Back to the Nineties with Newt

Before there was Michele Bachmann, Sarah Palin, Scott Walker or any of the other current radical conservatives seeking the national spotlight and perhaps the Republican nomination for president, there was Newt Gingrich. The recent boomlet around a potential presidential bid by the aging right wing revolutionary feels like a strange hybrid of the unique quirkiness that has always been part of Gingrich with nostalgia for the 1990s. Next thing you know, we'll be talking about impeaching a Democratic president and shutting down the government. Maybe the 1990s really are back.

Ironically, in the mid-1990s, when Gingrich was at the height of his power after engineering a Republican takeover of the House or Representatives for the first time in four decades, the idea of a Gingrich presidency was implausible. He was too radical, too conservative and even a little too quirky to be a serious candidate for the White House. In 1996, the one presidential campaign between the time he became speaker and the time his political career ended, although only temporarily, in scandal, Gingrich's name was not even seriously floated for his party's nomination for president.

As the 2012 election approaches, however, Gingrich is potentially a major candidate for his party's nomination for president. Whether or not he gets the nomination, Gingrich could play an interesting, and possibly important, role in the nominating process. Although he was an important figure in the party more than 20 years ago, well before people like Bachmann, Palin, Boehner, Mike Huckabee or others were important in the party, Gingrich lacks the stature and temperament to be a true elder statesman. He is more like the quirky uncle who moved back to town and now finds himself at your house a few nights a week for dinner where he holds forth with long, occasionally interesting and often bizarre speeches about how the world works. Accordingly, Gingrich's candidacy will likely generate the most notable, and not infrequently, strange ideas of the upcoming election season.

Gingrich despite being a right wing extremist, was extremely influential, bold and successful politician, driven by new ideas and a willingness to take risks. The 1994 Republican campaign for congress was a radical departure from most previous congressional races. Gingrich persuaded his party that rather than run in hundreds of different local races, they should nationalize the campaign and make it a referendum on the Democratic congressional leadership who voters were beginning to see as having been around too long. Gingrich's Contract with America encapsulated this sentiment creating a single platform around which all Republicans could rally. Before 1994, congressional races were rarely national in nature, but since Gingrich's Republicans took over in 1994, they have almost all been.
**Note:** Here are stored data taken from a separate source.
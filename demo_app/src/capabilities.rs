//! Draw every primitive the renderer contract offers and save the result
//!
//! A visual smoke test for the software backend: shapes, textures (plain,
//! region, rotated/flipped), and text, finished with a screenshot so the
//! output can actually be looked at.

use unigfx::backends::soft::SoftBackend;
use unigfx::prelude::*;

/// Generate a small checkerboard PNG to exercise the texture paths.
fn write_checkerboard(path: &std::path::Path) -> image::ImageResult<()> {
    let mut img = image::RgbaImage::new(32, 32);
    for (x, y, px) in img.enumerate_pixels_mut() {
        *px = if (x / 8 + y / 8) % 2 == 0 {
            image::Rgba([220, 60, 60, 255])
        } else {
            image::Rgba([60, 60, 220, 255])
        };
    }
    img.save(path)
}

fn main() -> Result<(), Box<dyn std::error::Error>> {
    unigfx::foundation::logging::init("info");

    let mut backend = create_backend(BackendKind::Software)?;
    backend
        .window()
        .create("Capabilities", 640, 360, WindowFlags::empty())?;
    log::info!("active backend: {}", backend.kind());

    let tex_path = std::env::temp_dir().join("unigfx_checkerboard.png");
    write_checkerboard(&tex_path)?;
    let texture = backend
        .renderer()
        .load_texture(tex_path.to_str().unwrap_or_default());
    // Deliberately missing: proves load failure degrades instead of failing.
    let missing = backend.renderer().load_texture("assets/not_there.png");
    log::info!(
        "checkerboard valid: {}, missing valid: {}",
        texture.is_valid(),
        missing.is_valid()
    );

    backend.window().poll_events();
    let renderer = backend.renderer();
    renderer.begin_drawing();
    renderer.clear(Color::rgb(24, 24, 28));

    // Shapes.
    renderer.draw_pixel(Vector2::new(8.0, 8.0), Color::WHITE);
    renderer.draw_line(
        Vector2::new(20.0, 40.0),
        Vector2::new(180.0, 60.0),
        1.0,
        Color::rgb(120, 200, 120),
    );
    renderer.draw_line(
        Vector2::new(20.0, 70.0),
        Vector2::new(180.0, 90.0),
        6.0,
        Color::rgb(120, 200, 120),
    );
    renderer.draw_rectangle(Rectangle::new(20.0, 110.0, 70.0, 50.0), Color::rgb(200, 120, 40));
    renderer.draw_rectangle_lines(
        Rectangle::new(110.0, 110.0, 70.0, 50.0),
        3.0,
        Color::rgb(200, 120, 40),
    );
    renderer.draw_circle(Vector2::new(60.0, 220.0), 35.0, Color::rgb(90, 140, 230));
    renderer.draw_triangle(
        Vector2::new(120.0, 260.0),
        Vector2::new(180.0, 190.0),
        Vector2::new(230.0, 250.0),
        Color::rgb(230, 90, 140),
    );

    // Textures: plain, region, transformed, and the missing one (no-op).
    renderer.draw_texture(texture, Vector2::new(280.0, 40.0), Color::WHITE);
    renderer.draw_texture_region(
        texture,
        Rectangle::new(0.0, 0.0, 16.0, 16.0),
        Vector2::new(330.0, 40.0),
        Color::WHITE,
    );
    renderer.draw_texture_ex(
        texture,
        Vector2::new(420.0, 80.0),
        Vector2::new(16.0, 16.0),
        45.0,
        2.0,
        Flip::Horizontal,
        Color::WHITE,
    );
    renderer.draw_texture(missing, Vector2::new(500.0, 40.0), Color::WHITE);

    // Text: loaded-font path degrades to the built-in face when no font
    // file is at hand.
    let font = renderer.load_font("assets/missing_font.ttf", 20);
    renderer.draw_text(
        font,
        "FALLBACK FACE",
        Vector2::new(280.0, 200.0),
        Color::rgb(255, 230, 120),
    );
    renderer.draw_text_default("UNIGFX CAPABILITIES", Vector2::new(280.0, 250.0), 24, Color::WHITE);

    let stats = renderer.stats();
    renderer.end_drawing();
    log::info!(
        "frame: {} draw calls, {} textures, {} glyphs",
        stats.draw_calls,
        stats.textures_drawn,
        stats.glyphs_drawn
    );

    let shot_path = std::env::temp_dir().join("unigfx_capabilities.png");
    if let Some(shot) = backend
        .as_any_mut()
        .downcast_mut::<SoftBackend>()
        .expect("software backend")
        .screenshot()
    {
        shot.save(&shot_path)?;
        log::info!("screenshot saved to {}", shot_path.display());
    }

    backend.renderer().unload_texture(texture);
    backend.renderer().unload_font(font);
    Ok(())
}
Gingrich was not just innovative with regards to political strategy, but seemed constantly obsessed with the next great idea drawing inspiration from disparate sources including futurologist Alvin Tofflergiraffes and dinosaurs. Gingrich was, and remains, a man interested in big ideas. He is not, however, a man enamored of rigorous methodology or research. Rather he seems to like to riff off of whatever interesting idea serves his purpose.

In this regard, Gingrich is better suited to today's political environment where voters and politicians get their information from partisan, narrowly focused and often inaccurate web sites, or other sources. Gingrich's autodidactism complete with its faith in off-beat theories and wacky ideas, regardless of their source, fits far better in this decade than it did in the 1990s. In the age of the internet everybody can be an autodidact and believe anything they want. If you believe the President is not a U.S. citizen or that some secret cabal runs the country, it is not hard to find websites and other sources that support this opinion and strikingly easy to find major media outlets who are willing to a platform for you to discuss it.
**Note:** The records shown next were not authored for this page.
//! Configuration system
//!
//! Serde-backed settings structs loadable from TOML, so demo binaries and
//! applications can pick a backend kind, window attributes, and log level
//! without recompiling.

use serde::{Deserialize, Serialize};
use thiserror::Error;

use crate::backend::BackendKind;
use crate::types::WindowFlags;

/// Configuration errors
#[derive(Error, Debug)]
pub enum ConfigError {
    /// IO error
    #[error("IO error: {0}")]
    Io(#[from] std::io::Error),

    /// Parse error
    #[error("parse error: {0}")]
    Parse(String),

    /// Serialization error
    #[error("serialization error: {0}")]
    Serialize(String),

    /// The `backend` field names no known backend kind.
    #[error("unknown backend kind: {0}")]
    UnknownBackend(String),
}

/// Window attributes as independent named options.
///
/// The boolean fields mirror the [`WindowFlags`] bits one-for-one so config
/// files stay flat and diffable; [`Self::to_flags`] folds them back into the
/// bitmask the window contract takes.
#[derive(Debug, Clone, Serialize, Deserialize)]
pub struct WindowSettings {
    /// Title bar text
    pub title: String,
    /// Client-area width in pixels
    pub width: u32,
    /// Client-area height in pixels
    pub height: u32,
    /// Cover the whole display
    pub fullscreen: bool,
    /// Drop the window decorations
    pub borderless: bool,
    /// Allow the user to resize the window
    pub resizable: bool,
    /// Synchronize presentation with the display refresh
    pub vsync: bool,
    /// Create the window without showing it
    pub hidden: bool,
    /// Keep the window above all others
    pub always_on_top: bool,
    /// Frame-rate cap enforced by the event pump; `None` uncapped
    pub target_fps: Option<u32>,
}

impl Default for WindowSettings {
    fn default() -> Self {
        Self {
            title: "unigfx".to_string(),
            width: 800,
            height: 600,
            fullscreen: false,
            borderless: false,
            resizable: true,
            vsync: false,
            hidden: false,
            always_on_top: false,
            target_fps: Some(60),
        }
    }
}

impl WindowSettings {
    /// Fold the boolean options into a [`WindowFlags`] bitmask.
    #[must_use]
    pub fn to_flags(&self) -> WindowFlags {
        let mut flags = WindowFlags::empty();
        flags.set(WindowFlags::FULLSCREEN, self.fullscreen);
        flags.set(WindowFlags::BORDERLESS, self.borderless);
        flags.set(WindowFlags::RESIZABLE, self.resizable);
        flags.set(WindowFlags::VSYNC, self.vsync);
        flags.set(WindowFlags::HIDDEN, self.hidden);
        flags.set(WindowFlags::ALWAYS_ON_TOP, self.always_on_top);
        flags
    }
}

/// Top-level application settings.
#[derive(Debug, Clone, Serialize, Deserialize)]
pub struct AppSettings {
    /// Backend kind name (`"software"` or `"headless"`)
    pub backend: String,
    /// `env_logger` filter string used when `RUST_LOG` is unset
    pub log_level: String,
    /// Window attributes (last: tables serialize after plain values)
    pub window: WindowSettings,
}

impl Default for AppSettings {
    fn default() -> Self {
        Self {
            backend: "software".to_string(),
            window: WindowSettings::default(),
            log_level: "info".to_string(),
        }
    }
}

impl AppSettings {
    /// Load settings from a TOML file.
    ///
    /// # Errors
    /// Returns [`ConfigError`] when the file cannot be read or parsed.
    pub fn load_from_file(path: &str) -> Result<Self, ConfigError> {
        let contents = std::fs::read_to_string(path)?;
        toml::from_str(&contents).map_err(|e| ConfigError::Parse(e.to_string()))
    }

    /// Save settings to a TOML file.
    ///
    /// # Errors
    /// Returns [`ConfigError`] when serialization or the write fails.
    pub fn save_to_file(&self, path: &str) -> Result<(), ConfigError> {
        let contents =
            toml::to_string_pretty(self).map_err(|e| ConfigError::Serialize(e.to_string()))?;
        std::fs::write(path, contents)?;
        Ok(())
    }

    /// Resolve the configured backend kind.
    ///
    /// # Errors
    /// Returns [`ConfigError::UnknownBackend`] for names outside the closed
    /// kind set.
    pub fn backend_kind(&self) -> Result<BackendKind, ConfigError> {
        match self.backend.to_ascii_lowercase().as_str() {
            "software" | "soft" => Ok(BackendKind::Software),
            "headless" => Ok(BackendKind::Headless),
            other => Err(ConfigError::UnknownBackend(other.to_string())),
        }
    }
}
Gingrich is not exactly a birther, but he has a weakness for precisely those kinds of theories that thrive in the internet age. His obsession a few months ago with what he saw as President Obama's Kenyan, anti-colonial worldview is a good example of this. A somewhat interesting idea caught Gingrich's attention and he ran with it. The earnest academics and others who sought to point out that this idea was nonsensical and not grounded in any rigorous thought whatsoever, could not keep up with Gingrich's energy and audacity, so the idea got more attention than it should have.

Gingrich's chance to become president, to some extent, rests upon finding a potent if offbeat idea through which he can capture the imagination of his party's base. If he succeeds in doing this he will be a formidable candidate, far more formidable than he could have been in the 1990s. Hucksterism has long been a part of politics, but Gingrich's style of hucksterism is uniquely well suited to the internet age. It remains to be seen how far it will take him.